The manufacturing sector’s weakness could lead to a downward revision of the nation’s economic growth this year, Taiwan Academy of Banking and Finance (台灣金融研訓院) president Cheng Cheng-mount (鄭貞茂) told a media briefing arranged by the IEK.
“The government’s forecast of 3.78 percent annual growth for Taiwan’s GDP [this year] is a bit too optimistic, given disappointing exports in the first quarter and newly released export order figures,” Cheng said.
Most research houses expect Taiwan to grow at an annual pace of between 3.5 percent and 3.6 percent this year, he said.
The IEK now expects local manufacturing output to grow 2.71 percent annually this year to NT$19.51 trillion (US$625.86 billion), rather than the 2.93 percent increase to NT$19.55 trillion it estimated in January.
“Petrochemicals are dragging down the whole manufacturing sector’s production value,” IEK research manager Cheng Chih-chiang (陳自強) said.
“Exports [of petrochemical products] fell at a deeper pace [last quarter] than we expected, offsetting benefits from weak crude oil prices,” he said.
The IEK previously forecast that every 10 percent decline in global crude oil prices would boost the production value of the local manufacturing sector by 0.25 percent. Global crude oil prices have recently fallen to about US$60 per barrel from US$70 last quarter, he said.

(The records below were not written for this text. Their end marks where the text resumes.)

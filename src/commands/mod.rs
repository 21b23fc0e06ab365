// Copyright (c) AlphaVelocity.
// All rights reserved.
//
// This source code is licensed under the license found in the
// LICENSE file in the root directory of this source tree.

pub mod quotes;
pub mod items;
pub mod render;
pub mod importer;
pub mod exporter;
pub mod ai;
pub mod settings;
pub mod doctor;
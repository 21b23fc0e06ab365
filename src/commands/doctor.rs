// Copyright (c) AlphaVelocity.
// All rights reserved.
//
// This source code is licensed under the license found in the
// LICENSE file in the root directory of this source tree.

use anyhow::Result;
use rust_decimal::Decimal;
use std::collections::HashSet;

use crate::models::Quotation;
use crate::pricing::{line_amount, totals_for};
use crate::store::QuoteStore;
use crate::utils::pretty_table;

pub fn handle(store: &dyn QuoteStore) -> Result<()> {
    let quotes = store.load()?;
    let rows: Vec<Vec<String>> = audit(&quotes)
        .into_iter()
        .map(|(issue, detail)| vec![issue.to_string(), detail])
        .collect();

    if rows.is_empty() {
        println!("✅ doctor: no issues found");
    } else {
        println!("{}", pretty_table(&["Issue", "Detail"], rows));
    }
    Ok(())
}

/// Stored values that disagree with what the pricing rules would derive,
/// plus a few data problems worth a look.
pub fn audit(quotes: &[Quotation]) -> Vec<(&'static str, String)> {
    let mut issues = Vec::new();
    let mut numbers = HashSet::new();

    for q in quotes {
        // 1) Duplicate quotation numbers
        if !numbers.insert(q.number.to_lowercase()) {
            issues.push(("duplicate_number", q.number.clone()));
        }

        // 2) Line amounts that drifted from quantity x rate
        let mut item_ids = HashSet::new();
        for (idx, item) in q.items().iter().enumerate() {
            if !item_ids.insert(item.id.as_str()) {
                issues.push(("duplicate_item_id", format!("{} {}", q.number, item.id)));
            }
            let expected = line_amount(item.quantity(), item.rate());
            if item.amount() != expected {
                issues.push((
                    "item_amount_mismatch",
                    format!(
                        "{} item #{}: stored {} expected {}",
                        q.number,
                        idx + 1,
                        item.amount(),
                        expected
                    ),
                ));
            }
            if item.quantity() < Decimal::ZERO || item.rate() < Decimal::ZERO {
                issues.push((
                    "negative_item_value",
                    format!("{} item #{}", q.number, idx + 1),
                ));
            }
            if let Some(d) = item.dimensions {
                if [d.length, d.height, d.depth].iter().any(|v| *v < Decimal::ZERO) {
                    issues.push((
                        "negative_dimension",
                        format!(
                            "{} item #{}: {} x {} x {}",
                            q.number,
                            idx + 1,
                            d.length,
                            d.height,
                            d.depth
                        ),
                    ));
                }
            }
        }

        // 3) Totals that drifted from the items
        let expected = totals_for(q.items(), q.discount(), q.tax_rate());
        if &expected != q.totals() {
            issues.push((
                "totals_mismatch",
                format!(
                    "{}: stored total {} expected {}",
                    q.number,
                    q.total(),
                    expected.total()
                ),
            ));
        }

        // 4) Allowed, but usually a typo
        if q.discount() > q.subtotal() {
            issues.push((
                "discount_exceeds_subtotal",
                format!("{}: discount {} > subtotal {}", q.number, q.discount(), q.subtotal()),
            ));
        }
        if q.valid_until < q.date {
            issues.push((
                "validity_before_issue_date",
                format!("{}: {} < {}", q.number, q.valid_until, q.date),
            ));
        }
    }
    issues
}
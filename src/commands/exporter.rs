// Copyright (c) AlphaVelocity.
// All rights reserved.
//
// This source code is licensed under the license found in the
// LICENSE file in the root directory of this source tree.

use anyhow::{Context, Result, bail};

use crate::models::Quotation;
use crate::store::QuoteStore;
use crate::utils::find_quote;

pub fn handle(store: &dyn QuoteStore, m: &clap::ArgMatches) -> Result<()> {
    match m.subcommand() {
        Some(("quote", sub)) => export_quote(store, sub),
        Some(("quotes", sub)) => export_all(store, sub),
        _ => Ok(()),
    }
}

fn export_quote(store: &dyn QuoteStore, sub: &clap::ArgMatches) -> Result<()> {
    let fmt = sub.get_one::<String>("format").unwrap().trim().to_lowercase();
    let out = sub.get_one::<String>("out").unwrap().trim();
    let quotes = store.load()?;
    let q = find_quote(&quotes, sub.get_one::<String>("quote").unwrap())?;

    match fmt.as_str() {
        "csv" => write_csv(q, out)?,
        "json" => {
            std::fs::write(out, serde_json::to_string_pretty(q)?)
                .with_context(|| format!("Write {}", out))?;
        }
        _ => bail!("Unknown format: {} (use csv|json)", fmt),
    }
    println!("Exported {} to {}", q.number, out);
    Ok(())
}

/// One row per item, then the stored totals as labelled rows.
fn write_csv(q: &Quotation, out: &str) -> Result<()> {
    let mut wtr = csv::Writer::from_path(out).with_context(|| format!("Create {}", out))?;
    wtr.write_record([
        "number",
        "category",
        "name",
        "description",
        "quantity",
        "unit",
        "rate",
        "amount",
    ])?;
    for i in q.items() {
        wtr.write_record([
            q.number.clone(),
            i.category.clone(),
            i.name.clone(),
            i.description.clone(),
            i.quantity().to_string(),
            i.unit.to_string(),
            i.rate().to_string(),
            i.amount().to_string(),
        ])?;
    }
    for (label, value) in [
        ("subtotal", q.subtotal()),
        ("discount", q.discount()),
        ("tax_rate", q.tax_rate()),
        ("tax_amount", q.tax_amount()),
        ("total", q.total()),
    ] {
        wtr.write_record([
            q.number.clone(),
            String::new(),
            label.to_string(),
            String::new(),
            String::new(),
            String::new(),
            String::new(),
            value.to_string(),
        ])?;
    }
    wtr.flush()?;
    Ok(())
}

fn export_all(store: &dyn QuoteStore, sub: &clap::ArgMatches) -> Result<()> {
    let out = sub.get_one::<String>("out").unwrap().trim();
    let quotes = store.load()?;
    std::fs::write(out, serde_json::to_string_pretty(&quotes)?)
        .with_context(|| format!("Write {}", out))?;
    println!("Exported {} quotations to {}", quotes.len(), out);
    Ok(())
}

The IEK has cut its annual growth forecast for the petrochemical industry’s production value by 1.1 percentage points to 0.8 percent this year, compared with its earlier estimate of 1.9 percent growth, Cheng Chih-chiang said.
The center raised its output forecasts for the information and electronics industry and the electrical and machinery industry slightly to 5.09 percent and 2.22 percent respectively for this year.
The machine tool industry is expected to grow by 1.3 percent to NT$152.9 billion this year from last year’s NT$150.9 billion, supported by growing demand from China and Europe, the IEK said.